Out of all the methods I've studied, I liked that one the best...
I just melted a handful of large lead sinkers from Walmart into an inexpensive lead melting pot. I did spend a bit more(not much) for a thermocouple and indicator to set/watch the temp. This is cheap lead with a lot of impurities and melts ~500deg. I take it up to ~750deg.
This is on a table outdoors.
Before stress relieving I had dipped my cases into Mobil1(don't even try anything else) and let them drain leaving only a barely visible film on them. I pick a case by the rim while wearing a glove and slowly lower into lead and slowly raise it back out. Same rate all the way. Then I drop the case into a bucket of purple stuff degreaser to remove the oil. For new cases that I'm improving/reforming I dip the cases as far as mid-body over a period of ~30sec each.
For necks only, ~8-10sec seems a good rate.
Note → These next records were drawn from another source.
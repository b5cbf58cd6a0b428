use std::fmt;
use std::time::Duration;

use clap::ValueEnum;

use crate::board::chess_types::Color;
use crate::search::search_job::SearchConfig;

#[derive(Debug, Clone, Copy, PartialEq, Eq, Hash)]
pub enum PlayerKind {
    Human,
    Cpu,
}

impl fmt::Display for PlayerKind {
    fn fmt(&self, f: &mut fmt::Formatter<'_>) -> fmt::Result {
        match self {
            PlayerKind::Human => write!(f, "HUMAN"),
            PlayerKind::Cpu => write!(f, "CPU"),
        }
    }
}

/// Search presets for CPU players.
#[derive(Debug, Clone, Copy, PartialEq, Eq, Hash, Default, ValueEnum)]
pub enum Difficulty {
    Easy,
    #[default]
    Normal,
    Hard,
}

impl Difficulty {
    pub fn search_config(self) -> SearchConfig {
        let (max_depth, seconds) = match self {
            Difficulty::Easy => (2, 2),
            Difficulty::Normal => (3, 5),
            Difficulty::Hard => (4, 10),
        };
        SearchConfig {
            max_depth,
            time_budget: Duration::from_secs(seconds),
        }
    }
}

#[derive(Debug, Clone, Copy, PartialEq, Eq)]
pub struct MatchConfig {
    pub white: PlayerKind,
    pub black: PlayerKind,
    pub search: SearchConfig,
}

impl Default for MatchConfig {
    fn default() -> Self {
        Self {
            white: PlayerKind::Human,
            black: PlayerKind::Cpu,
            search: Difficulty::default().search_config(),
        }
    }
}

impl MatchConfig {
    pub fn cpu_vs_cpu(search: SearchConfig) -> Self {
        Self {
            white: PlayerKind::Cpu,
            black: PlayerKind::Cpu,
            search,
        }
    }

    #[inline]
    pub fn player(&self, color: Color) -> PlayerKind {
        match color {
            Color::White => self.white,
            Color::Black => self.black,
        }
    }
}
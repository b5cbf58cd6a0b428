use std::thread;
use std::time::Duration;

use clap::Parser;
use log::info;

use battle_chess::game::match_config::{Difficulty, MatchConfig};
use battle_chess::game::match_controller::{MatchController, TurnProgress};
use battle_chess::utils::fen_parser::{parse_position, FenError};

#[derive(Parser, Debug)]
#[command(name = "battle-chess", about = "Play the engine against itself and print every turn")]
struct Args {
    /// Search preset; --depth and --time-ms override its parts.
    #[arg(long, value_enum, default_value_t = Difficulty::Normal)]
    difficulty: Difficulty,
    #[arg(long)]
    depth: Option<u32>,
    #[arg(long)]
    time_ms: Option<u64>,
    #[arg(long, default_value_t = 100)]
    max_turns: u32,
    /// Starting position as FEN (placement, optionally followed by side to move).
    #[arg(long)]
    fen: Option<String>,
}

fn main() -> Result<(), FenError> {
    env_logger::Builder::from_env(env_logger::Env::default().default_filter_or("info")).init();
    let args = Args::parse();

    let mut search = args.difficulty.search_config();
    if let Some(depth) = args.depth {
        search.max_depth = depth.max(1);
    }
    if let Some(time_ms) = args.time_ms {
        search.time_budget = Duration::from_millis(time_ms);
    }

    let config = MatchConfig::cpu_vs_cpu(search);
    let mut controller = match &args.fen {
        Some(fen) => {
            let (board, side_to_move) = parse_position(fen)?;
            MatchController::from_board(config, board, side_to_move)
        }
        None => MatchController::new(config),
    };

    info!(
        "self-play at depth {} with {:?} per move",
        search.max_depth, search.time_budget
    );
    println!("{}\n", controller.board());

    loop {
        match controller.tick() {
            TurnProgress::Moved(turn) => {
                println!("{turn}");
                println!("{}\n", turn.board_after);
                if turn.order >= args.max_turns {
                    info!("stopping after {} turns", turn.order);
                    break;
                }
            }
            TurnProgress::GameOver(status) => {
                println!("Game over: {status}");
                break;
            }
            TurnProgress::Thinking | TurnProgress::WaitingForHuman => {
                thread::sleep(Duration::from_millis(10));
            }
        }
    }

    Ok(())
}
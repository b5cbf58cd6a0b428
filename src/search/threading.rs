//! State shared between a search worker thread and its owner.
//!
//! The worker reads the stop flag and the deadline on every recursive call;
//! the owner polls status and node count under a single lock.

use std::sync::{
    atomic::{AtomicBool, AtomicU64, Ordering},
    Arc, Mutex,
};
use std::time::{Duration, Instant};

/// Life cycle of a search job: `Created -> Running -> (Done | Aborted)`.
#[derive(Debug, Clone, Copy, PartialEq, Eq, Hash)]
pub enum JobStatus {
    Created,
    Running,
    Done,
    Aborted,
}

impl JobStatus {
    #[inline]
    pub fn is_finished(self) -> bool {
        matches!(self, JobStatus::Done | JobStatus::Aborted)
    }
}

#[derive(Debug, Clone, Copy)]
struct SearchProgress {
    processed_nodes: u64,
    status: JobStatus,
    elapsed_at_finish: Option<Duration>,
}

/// Cancellation, deadline and accounting state for one search.
#[derive(Debug)]
pub struct SharedSearchState {
    stop: AtomicBool,
    time_budget_ms: AtomicU64, // 0 means unlimited
    progress: Mutex<SearchProgress>,
    started_at: Mutex<Option<Instant>>,
}

impl SharedSearchState {
    pub fn new() -> Arc<Self> {
        Arc::new(Self {
            stop: AtomicBool::new(false),
            time_budget_ms: AtomicU64::new(0),
            progress: Mutex::new(SearchProgress {
                processed_nodes: 0,
                status: JobStatus::Created,
                elapsed_at_finish: None,
            }),
            started_at: Mutex::new(None),
        })
    }

    #[inline]
    pub fn request_stop(&self) {
        self.stop.store(true, Ordering::Relaxed);
    }

    #[inline]
    pub fn should_stop(&self) -> bool {
        self.stop.load(Ordering::Relaxed)
    }

    #[inline]
    pub fn set_time_budget(&self, budget: Option<Duration>) {
        // Saturate: budgets past u64::MAX ms behave as the longest finite budget.
        let budget_ms = budget.map_or(0, |b| {
            u64::try_from(b.as_millis()).unwrap_or(u64::MAX).max(1)
        });
        self.time_budget_ms.store(budget_ms, Ordering::Relaxed);
    }

    #[inline]
    pub fn reset_started_at(&self) {
        if let Ok(mut guard) = self.started_at.lock() {
            *guard = Some(Instant::now());
        }
    }

    /// Clears counters and the stop flag, marks the search running and
    /// starts the clock.
    pub fn begin(&self) {
        self.stop.store(false, Ordering::Relaxed);
        if let Ok(mut guard) = self.progress.lock() {
            guard.processed_nodes = 0;
            guard.status = JobStatus::Running;
            guard.elapsed_at_finish = None;
        }
        self.reset_started_at();
    }

    /// Records the final status and freezes the elapsed time.
    pub fn finish(&self, status: JobStatus) {
        let elapsed = self.elapsed();
        if let Ok(mut guard) = self.progress.lock() {
            guard.status = status;
            guard.elapsed_at_finish = Some(elapsed);
        }
    }

    #[inline]
    pub fn bump_nodes(&self, n: u64) {
        if let Ok(mut guard) = self.progress.lock() {
            guard.processed_nodes += n;
        }
    }

    pub fn processed_nodes(&self) -> u64 {
        let Ok(guard) = self.progress.lock() else {
            return 0;
        };
        guard.processed_nodes
    }

    pub fn status(&self) -> JobStatus {
        let Ok(guard) = self.progress.lock() else {
            return JobStatus::Aborted;
        };
        guard.status
    }

    /// Time since `begin`, frozen once the search finished.
    pub fn elapsed(&self) -> Duration {
        if let Ok(guard) = self.progress.lock() {
            if let Some(frozen) = guard.elapsed_at_finish {
                return frozen;
            }
        }
        let Ok(guard) = self.started_at.lock() else {
            return Duration::ZERO;
        };
        (*guard).map_or(Duration::ZERO, |started| started.elapsed())
    }

    #[inline]
    pub fn time_budget_exceeded(&self) -> bool {
        let budget_ms = self.time_budget_ms.load(Ordering::Relaxed);
        if budget_ms == 0 {
            return false;
        }
        let Ok(guard) = self.started_at.lock() else {
            return false;
        };
        let Some(started) = *guard else {
            return false;
        };
        u64::try_from(started.elapsed().as_millis()).unwrap_or(u64::MAX) >= budget_ms
    }

    /// Checked by the search on every recursive call.
    #[inline]
    pub fn should_abort(&self) -> bool {
        self.should_stop() || self.time_budget_exceeded()
    }
}

#[cfg(test)]
mod tests {
    use super::*;
    use std::thread;

    #[test]
    fn stop_flag_and_node_accounting() {
        let state = SharedSearchState::new();
        assert!(!state.should_stop());
        assert_eq!(state.status(), JobStatus::Created);

        state.begin();
        state.bump_nodes(10);
        state.bump_nodes(5);
        assert_eq!(state.processed_nodes(), 15);
        assert_eq!(state.status(), JobStatus::Running);

        state.request_stop();
        assert!(state.should_stop());
        assert!(state.should_abort());
    }

    #[test]
    fn begin_resets_previous_run() {
        let state = SharedSearchState::new();
        state.begin();
        state.bump_nodes(3);
        state.request_stop();
        state.finish(JobStatus::Aborted);

        state.begin();
        assert_eq!(state.processed_nodes(), 0);
        assert!(!state.should_stop());
        assert_eq!(state.status(), JobStatus::Running);
    }

    #[test]
    fn unlimited_budget_never_expires() {
        let state = SharedSearchState::new();
        state.set_time_budget(None);
        state.begin();
        assert!(!state.time_budget_exceeded());
    }

    #[test]
    fn oversized_budget_saturates_instead_of_wrapping() {
        for budget in [Duration::from_millis(u64::MAX) + Duration::from_millis(1), Duration::MAX] {
            let state = SharedSearchState::new();
            state.set_time_budget(Some(budget));
            state.begin();
            thread::sleep(Duration::from_millis(5));
            assert!(!state.time_budget_exceeded(), "{budget:?} expired early");
        }
    }

    #[test]
    fn budget_expires_after_deadline() {
        let state = SharedSearchState::new();
        state.set_time_budget(Some(Duration::from_millis(5)));
        assert!(!state.time_budget_exceeded(), "clock not started yet");

        state.begin();
        thread::sleep(Duration::from_millis(20));
        assert!(state.time_budget_exceeded());
        assert!(state.should_abort());
    }

    #[test]
    fn elapsed_freezes_on_finish() {
        let state = SharedSearchState::new();
        state.begin();
        thread::sleep(Duration::from_millis(2));
        state.finish(JobStatus::Done);
        let frozen = state.elapsed();
        thread::sleep(Duration::from_millis(5));
        assert_eq!(state.elapsed(), frozen);
        assert!(state.status().is_finished());
    }
}
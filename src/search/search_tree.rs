//! Minimax node abstraction and its chess implementation.
//!
//! A node owns the subset of its children that reached its value (the
//! best-child set); every other child is dropped as soon as it has been
//! scored. Ties are kept, not resolved.

use std::sync::{Arc, Weak};

use crate::board::board::Board;
use crate::board::chess_move::{diff_boards, Move};
use crate::board::chess_types::Color;
use crate::move_generation::legal_move_generator::{has_legal_moves, legal_child_boards};
use crate::search::board_scoring::{static_value, Score};

#[derive(Debug, Clone, Copy, PartialEq, Eq, Hash)]
pub enum NodeType {
    Maximizing,
    Minimizing,
}

impl NodeType {
    #[inline]
    pub const fn opposite(self) -> Self {
        match self {
            NodeType::Maximizing => NodeType::Minimizing,
            NodeType::Minimizing => NodeType::Maximizing,
        }
    }
}

/// What the search procedures need from a tree node.
pub trait MinimaxNode: Sized {
    fn node_type(&self) -> NodeType;

    fn is_terminal(&self) -> bool;

    /// Fresh child nodes, one ply deeper, with the opposite node type.
    fn expand(&self) -> Vec<Self>;

    fn static_value(&self) -> Score;

    fn best_children(&self) -> &[Self];

    fn set_best_children(&mut self, children: Vec<Self>);
}

#[derive(Debug)]
pub struct ChessNode {
    board: Arc<Board>,
    depth: u32,
    parent: Option<Weak<Board>>,
    node_type: NodeType,
    fixed_color: Color,
    best_children: Vec<ChessNode>,
}

impl ChessNode {
    /// Maximizing root for `color`, searching `max_depth` plies.
    pub fn root(board: Board, max_depth: u32, color: Color) -> Self {
        Self {
            board: Arc::new(board),
            depth: max_depth,
            parent: None,
            node_type: NodeType::Maximizing,
            fixed_color: color,
            best_children: Vec::new(),
        }
    }

    #[inline]
    pub fn board(&self) -> &Board {
        &self.board
    }

    /// Remaining plies below this node.
    #[inline]
    pub fn depth(&self) -> u32 {
        self.depth
    }

    #[inline]
    pub fn fixed_color(&self) -> Color {
        self.fixed_color
    }

    #[inline]
    pub fn is_root(&self) -> bool {
        self.parent.is_none()
    }

    /// Maximizing nodes move the searching color, minimizing nodes its opponent.
    #[inline]
    pub fn color_to_move(&self) -> Color {
        match self.node_type {
            NodeType::Maximizing => self.fixed_color,
            NodeType::Minimizing => self.fixed_color.opposite(),
        }
    }

    /// The move that led from the parent position to this one, while the
    /// parent is still alive.
    pub fn last_move(&self) -> Option<Move> {
        let parent = self.parent.as_ref()?.upgrade()?;
        Some(diff_boards(&parent, &self.board, self.color_to_move().opposite()))
    }
}

impl MinimaxNode for ChessNode {
    #[inline]
    fn node_type(&self) -> NodeType {
        self.node_type
    }

    /// Out of depth, a bare-kings draw, or (below the root) a side with no
    /// legal reply. The root always expands, even when it is already mated.
    fn is_terminal(&self) -> bool {
        self.depth == 0
            || self.board.is_draw()
            || (!self.is_root() && !has_legal_moves(self.color_to_move(), &self.board))
    }

    fn expand(&self) -> Vec<Self> {
        let Some(child_depth) = self.depth.checked_sub(1) else {
            return Vec::new();
        };
        legal_child_boards(self.color_to_move(), &self.board)
            .into_iter()
            .map(|board| ChessNode {
                board: Arc::new(board),
                depth: child_depth,
                parent: Some(Arc::downgrade(&self.board)),
                node_type: self.node_type.opposite(),
                fixed_color: self.fixed_color,
                best_children: Vec::new(),
            })
            .collect()
    }

    #[inline]
    fn static_value(&self) -> Score {
        static_value(&self.board, self.fixed_color)
    }

    #[inline]
    fn best_children(&self) -> &[Self] {
        &self.best_children
    }

    #[inline]
    fn set_best_children(&mut self, children: Vec<Self>) {
        self.best_children = children;
    }
}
Early in testing this process I used other/calibrated instruments borrowed from work to watch web/casehead temps and be sure they were not raised near 450deg. They never even reached 200deg, even at mid-body level dipping on short cases(br, WSSM, 223, etc). For necks only, no glove is needed.

There are other minor factors to account for, but this is basics of lead dipping.
It's received bad press from people who were never successful in actually doing it. That's all that is.
They failed because they didn't use Mobil1.

Can we 'anneal' as consistently with torches? I seriously doubt it.
It's an interesting method but in both cases, the key is to anneal the right area with the right temperature heat source for the right amount of time. I would wager that one could not tell the difference if it was done properly with your method or a good annealing machine. Hand annealing is a whole different matter.

Of course speed wise the annealing machine would be faster, easier to setup and have a faster through put. The annealing machine would also be likely to be more expensive up front.
 
The thing that I like about the dip is that it is impossible to exceed the temperature of the medium, and the tempilaq could be used to indicate when "x" temperature reaches some spot between the area to be annealed, and the area to be left alone.

Spent the evening trying to get our (work's) Fluke IR thermometer to pick up the temperature of my brass as I heated it up and cooled it off. No deal. For some reason it will not register off the case, even if smoked over a candle. Very frustrating, its not the curvature or the reflectivity of the brass (the therm will pick off a ratchet extension just fine…).
 
bow shot said:
The thing that I like about the dip is that it is impossible to exceed the temperature of the medium, and the tempilaq could be used to indicate when "x" temperature reaches some spot between the area to be annealed, and the area to be left alone.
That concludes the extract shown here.